In order to establish a healthy relationship, it is essential you understand that your partner doesn’t cause your behavior. Too often, your knee-jerk reaction is to justify your inappropriate actions by stating, “if you didn’t do XYZ, I wouldn’t have acted this way.” But it isn’t so. Recall step two. By virtue of having owned your actions, you recognize that they stem from your own fears and that, in almost every instance, your negative behaviors are really a desperate cry for help and nurturance.
That’s why it’s so important to write a people tag. I understand that you may think “I already know me,” but I promise you in the process of writing your people tag, you’ll discover there is much more you can learn about you.

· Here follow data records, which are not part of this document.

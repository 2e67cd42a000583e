use std::fmt;

use serde::{Deserialize, Serialize};

#[derive(Debug, Clone, Copy, Default, PartialEq, Eq, Hash, Serialize, Deserialize)]
#[serde(rename_all = "lowercase")]
pub enum Status {
    #[default]
    Firing,
    Resolved,
}

impl Status {
    pub fn as_str(&self) -> &'static str {
        match self {
            Self::Firing => "firing",
            Self::Resolved => "resolved",
        }
    }
}

impl fmt::Display for Status {
    fn fmt(&self, f: &mut fmt::Formatter<'_>) -> fmt::Result {
        f.write_str(self.as_str())
    }
}

#[cfg(test)]
mod tests {
    use super::*;

    #[test]
    fn displays_lowercase() {
        assert_eq!(Status::Firing.to_string(), "firing");
        assert_eq!(Status::Resolved.as_str(), "resolved");
    }

    #[test]
    fn rejects_unknown_status() {
        assert!(serde_json::from_str::<Status>("\"pending\"").is_err());
    }

    #[test]
    fn serializes_lowercase() {
        assert_eq!(serde_json::to_string(&Status::Resolved).unwrap(), "\"resolved\"");
    }
}
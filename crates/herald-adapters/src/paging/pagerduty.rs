use std::time::Duration;

use async_trait::async_trait;
use reqwest::Client;

use herald_ports::context::Context;
use herald_ports::error::PagingError;
use herald_ports::outbound::PagingApi;
use herald_ports::types::{PagingEvent, PagingResponse};

pub const DEFAULT_EVENTS_URL: &str = "https://events.pagerduty.com/v2/enqueue";
const REQUEST_TIMEOUT: Duration = Duration::from_secs(10);

#[derive(Clone)]
pub struct PagerDutyClient {
    http: Client,
    events_url: String,
}

impl PagerDutyClient {
    pub fn new() -> Self {
        Self {
            http: Client::new(),
            events_url: DEFAULT_EVENTS_URL.to_string(),
        }
    }

    pub fn with_events_url(mut self, events_url: impl Into<String>) -> Self {
        self.events_url = events_url.into();
        self
    }
}

impl Default for PagerDutyClient {
    fn default() -> Self {
        Self::new()
    }
}

#[async_trait]
impl PagingApi for PagerDutyClient {
    async fn send_event(
        &self,
        ctx: &Context,
        event: &PagingEvent,
    ) -> Result<PagingResponse, PagingError> {
        ctx.run(REQUEST_TIMEOUT, async {
            let response = self
                .http
                .post(&self.events_url)
                .json(event)
                .send()
                .await
                .map_err(|e| PagingError::Transport(e.to_string()))?;

            let status = response.status();
            let body = response
                .text()
                .await
                .map_err(|e| PagingError::Transport(e.to_string()))?;

            if status.is_success() {
                return serde_json::from_str(&body)
                    .map_err(|e| PagingError::Transport(format!("unreadable response: {e}")));
            }

            // 400s carry the validation errors in the body
            match serde_json::from_str::<PagingResponse>(&body) {
                Ok(resp) if !resp.errors.is_empty() => Err(PagingError::Rejected(resp.errors)),
                _ => Err(PagingError::Status {
                    status: status.as_u16(),
                    body,
                }),
            }
        })
        .await
    }
}
use std::collections::BTreeMap;

use serde::{Deserialize, Serialize};

use herald_core::alert::Severity;

/// A chat message rendered as a single colored attachment.
#[derive(Debug, Clone, Default, PartialEq, Eq, Serialize)]
pub struct ChatMessage {
    pub color: String,
    pub title: String,
    pub text: String,
    #[serde(skip_serializing_if = "String::is_empty")]
    pub footer: String,
}

/// Addresses one posted chat message.
#[derive(Debug, Clone, PartialEq, Eq)]
pub struct MessageRef {
    pub channel: String,
    pub timestamp: String,
}

#[derive(Debug, Clone, Copy, PartialEq, Eq, Serialize, Deserialize)]
#[serde(rename_all = "lowercase")]
pub enum EventAction {
    Trigger,
    Resolve,
}

/// A paging service event (PagerDuty Events API v2 shape).
#[derive(Debug, Clone, PartialEq, Serialize)]
pub struct PagingEvent {
    pub routing_key: String,
    pub event_action: EventAction,
    #[serde(skip_serializing_if = "Option::is_none")]
    pub dedup_key: Option<String>,
    #[serde(skip_serializing_if = "Option::is_none")]
    pub client: Option<String>,
    #[serde(skip_serializing_if = "Option::is_none")]
    pub client_url: Option<String>,
    #[serde(skip_serializing_if = "Vec::is_empty")]
    pub links: Vec<PagingLink>,
    pub payload: PagingPayload,
}

#[derive(Debug, Clone, PartialEq, Serialize)]
pub struct PagingPayload {
    pub summary: String,
    pub source: String,
    pub severity: Severity,
    #[serde(skip_serializing_if = "Option::is_none")]
    pub timestamp: Option<String>,
    #[serde(skip_serializing_if = "Option::is_none")]
    pub class: Option<String>,
    #[serde(skip_serializing_if = "BTreeMap::is_empty")]
    pub custom_details: BTreeMap<String, String>,
}

#[derive(Debug, Clone, PartialEq, Eq, Serialize)]
pub struct PagingLink {
    pub href: String,
    pub text: String,
}

#[derive(Debug, Clone, Default, PartialEq, Eq, Deserialize)]
pub struct PagingResponse {
    #[serde(default)]
    pub status: String,
    #[serde(default)]
    pub message: String,
    #[serde(default)]
    pub dedup_key: Option<String>,
    #[serde(default)]
    pub errors: Vec<String>,
}

#[cfg(test)]
mod tests {
    use super::*;

    #[test]
    fn paging_event_omits_empty_fields() {
        let event = PagingEvent {
            routing_key: "key".into(),
            event_action: EventAction::Trigger,
            dedup_key: None,
            client: None,
            client_url: None,
            links: vec![],
            payload: PagingPayload {
                summary: "down".into(),
                source: "web-01".into(),
                severity: Severity::Warning,
                timestamp: None,
                class: None,
                custom_details: BTreeMap::new(),
            },
        };

        let json = serde_json::to_value(&event).unwrap();
        assert_eq!(
            json,
            serde_json::json!({
                "routing_key": "key",
                "event_action": "trigger",
                "payload": {"summary": "down", "source": "web-01", "severity": "warning"}
            })
        );
    }

    #[test]
    fn paging_response_tolerates_missing_fields() {
        let resp: PagingResponse =
            serde_json::from_str(r#"{"status": "success", "dedup_key": "abc"}"#).unwrap();
        assert_eq!(resp.dedup_key.as_deref(), Some("abc"));
        assert!(resp.errors.is_empty());
    }
}
use std::collections::BTreeMap;
use std::fmt;

use serde::{Deserialize, Serialize};
use sha2::{Digest, Sha256};

use super::Alert;

const DELIMITER: u8 = 0xff;

/// Hex-encoded SHA-256 digest identifying an alert.
#[derive(Debug, Clone, PartialEq, Eq, Hash, Serialize, Deserialize)]
pub struct Fingerprint(String);

impl Fingerprint {
    /// Identity of the underlying condition: labels and start time only.
    /// Firing and resolved notifications of one incident share it.
    pub fn incident(alert: &Alert) -> Self {
        let mut hasher = Sha256::new();
        write_map(&mut hasher, &alert.labels);
        write_str(&mut hasher, &alert.starts_at);
        Self(hex::encode(hasher.finalize()))
    }

    /// Identity of one notification instance.
    pub fn message(alert: &Alert) -> Self {
        let mut hasher = Sha256::new();
        write_map(&mut hasher, &alert.annotations);
        write_map(&mut hasher, &alert.labels);
        write_str(&mut hasher, &alert.starts_at);
        write_str(&mut hasher, alert.status.as_str());
        Self(hex::encode(hasher.finalize()))
    }

    pub fn as_str(&self) -> &str {
        &self.0
    }
}

impl fmt::Display for Fingerprint {
    fn fmt(&self, f: &mut fmt::Formatter<'_>) -> fmt::Result {
        write!(f, "{}", self.0)
    }
}

// BTreeMap iterates in key order, which keeps the digest independent of
// insertion order.
fn write_map(hasher: &mut Sha256, map: &BTreeMap<String, String>) {
    for (k, v) in map {
        write_str(hasher, k);
        write_str(hasher, v);
    }
}

fn write_str(hasher: &mut Sha256, s: &str) {
    hasher.update(s.as_bytes());
    hasher.update([DELIMITER]);
}
use thiserror::Error;

#[derive(Debug, Error, PartialEq, Eq)]
pub enum DomainError {
    #[error("invalid label match (must be 'label=value'): {0}")]
    InvalidLabelMatch(String),
}
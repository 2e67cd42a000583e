use std::time::Duration;

use async_trait::async_trait;
use chrono::Utc;

use herald_ports::context::Context;
use herald_ports::error::PortError;
use herald_ports::outbound::LockStore;

use super::{SqliteLockStore, CALL_TIMEOUT};

fn expire_on(now: i64, ttl: Duration) -> i64 {
    now.saturating_add(i64::try_from(ttl.as_secs()).unwrap_or(i64::MAX))
}

#[async_trait]
impl LockStore for SqliteLockStore {
    async fn try_lock(&self, ctx: &Context, key: &str, ttl: Duration) -> Result<bool, PortError> {
        // an expired lock that never got a value was abandoned by a failed
        // delivery and may be taken over; a recorded entry never is
        let sql = format!(
            "INSERT INTO {0} (namespace, id, expire_on) VALUES (?, ?, ?)
             ON CONFLICT (namespace, id) DO UPDATE SET expire_on = excluded.expire_on
             WHERE {0}.value IS NULL AND {0}.expire_on < ?",
            self.table
        );
        let now = Utc::now().timestamp();
        let result = ctx
            .run(CALL_TIMEOUT, async {
                sqlx::query(&sql)
                    .bind(&self.namespace)
                    .bind(key)
                    .bind(expire_on(now, ttl))
                    .bind(now)
                    .execute(&self.pool)
                    .await
                    .map_err(|e| PortError::Persistence(e.to_string()))
            })
            .await
            .inspect_err(|err| {
                tracing::error!(
                    error = %err,
                    namespace = %self.namespace,
                    key,
                    "failed to lock the key"
                );
            })?;

        Ok(result.rows_affected() == 1)
    }

    async fn set(
        &self,
        ctx: &Context,
        key: &str,
        ttl: Duration,
        value: &str,
    ) -> Result<(), PortError> {
        let sql = format!(
            "INSERT INTO {} (namespace, id, value, expire_on) VALUES (?, ?, ?, ?)
             ON CONFLICT (namespace, id) DO UPDATE
             SET value = excluded.value, expire_on = excluded.expire_on",
            self.table
        );
        ctx.run(CALL_TIMEOUT, async {
            sqlx::query(&sql)
                .bind(&self.namespace)
                .bind(key)
                .bind(value)
                .bind(expire_on(Utc::now().timestamp(), ttl))
                .execute(&self.pool)
                .await
                .map_err(|e| PortError::Persistence(e.to_string()))
        })
        .await
        .inspect_err(|err| {
            tracing::error!(
                error = %err,
                namespace = %self.namespace,
                key,
                "failed to set the key"
            );
        })?;

        Ok(())
    }

    async fn get(&self, ctx: &Context, key: &str) -> Result<Option<String>, PortError> {
        let sql = format!(
            "SELECT value FROM {} WHERE namespace = ? AND id = ?",
            self.table
        );
        let row: Option<(Option<String>,)> = ctx
            .run(CALL_TIMEOUT, async {
                sqlx::query_as(&sql)
                    .bind(&self.namespace)
                    .bind(key)
                    .fetch_optional(&self.pool)
                    .await
                    .map_err(|e| PortError::Persistence(e.to_string()))
            })
            .await
            .inspect_err(|err| {
                tracing::error!(
                    error = %err,
                    namespace = %self.namespace,
                    key,
                    "failed to get the key"
                );
            })?;

        Ok(row.and_then(|(value,)| value))
    }

    fn with_namespace(&self, namespace: &str) -> Self {
        Self {
            namespace: namespace.to_string(),
            ..self.clone()
        }
    }
}
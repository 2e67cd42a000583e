pub mod chat;
pub mod paging;
pub mod persistence;
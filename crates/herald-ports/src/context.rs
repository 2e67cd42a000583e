use std::future::Future;
use std::time::Duration;

use tokio_util::sync::CancellationToken;
use tracing::Span;

use crate::error::Interrupted;

/// Cancellation and logging span for one invocation.
#[derive(Debug, Clone)]
pub struct Context {
    cancel: CancellationToken,
    span: Span,
}

impl Context {
    pub fn new(span: Span) -> Self {
        Self {
            cancel: CancellationToken::new(),
            span,
        }
    }

    /// Same cancellation, narrower span.
    pub fn with_span(&self, span: Span) -> Self {
        Self {
            cancel: self.cancel.clone(),
            span,
        }
    }

    /// Same span, independent of this invocation's cancellation. For
    /// best-effort notifications that must still go out while the
    /// invocation is being torn down.
    pub fn detached(&self) -> Self {
        Self {
            cancel: CancellationToken::new(),
            span: self.span.clone(),
        }
    }

    pub fn span(&self) -> &Span {
        &self.span
    }

    pub fn cancel(&self) {
        self.cancel.cancel();
    }

    pub fn is_cancelled(&self) -> bool {
        self.cancel.is_cancelled()
    }

    /// Drives `fut` to completion unless the context is cancelled first or
    /// `limit` elapses; either interruption drops the in-flight future.
    pub async fn run<F, T, E>(&self, limit: Duration, fut: F) -> Result<T, E>
    where
        F: Future<Output = Result<T, E>>,
        E: From<Interrupted>,
    {
        tokio::select! {
            biased;
            _ = self.cancel.cancelled() => Err(Interrupted::Cancelled.into()),
            res = tokio::time::timeout(limit, fut) => {
                res.unwrap_or_else(|_| Err(Interrupted::TimedOut(limit).into()))
            }
        }
    }
}

impl Default for Context {
    fn default() -> Self {
        Self::new(Span::none())
    }
}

In fact, that’s half the reason for writing it, i.e., to gain an in-depth awareness of you. The other half is to enable you to share that awareness with others. The primary questions you need to ask are: Who am I really, what makes me tick, what constructive or non-constructive behaviors contribute to my sense of self-esteem, as opposed to what causes me to feel lacking, fearful, threatened, anxious or depressed? You might want to include how you feel your partner can best aid you during stressful times. In effect, you need to discover the defense mechanisms you primarily resort to when under pressure or stress.
I could go on at length, because the questions are endless and the answers you give birth to will only be limited by your own sense of curiosity about yourself. I promise you, writing your people tag is a positive action. It’s difficult to do if you’re being honest, but it will yield tremendous emotional rewards and will help you to avoid replicating the relationship shared by Brittany, Brad and so many others. Even more, it will enable you to see there can be a positive resolution to marital problems, other than divorce.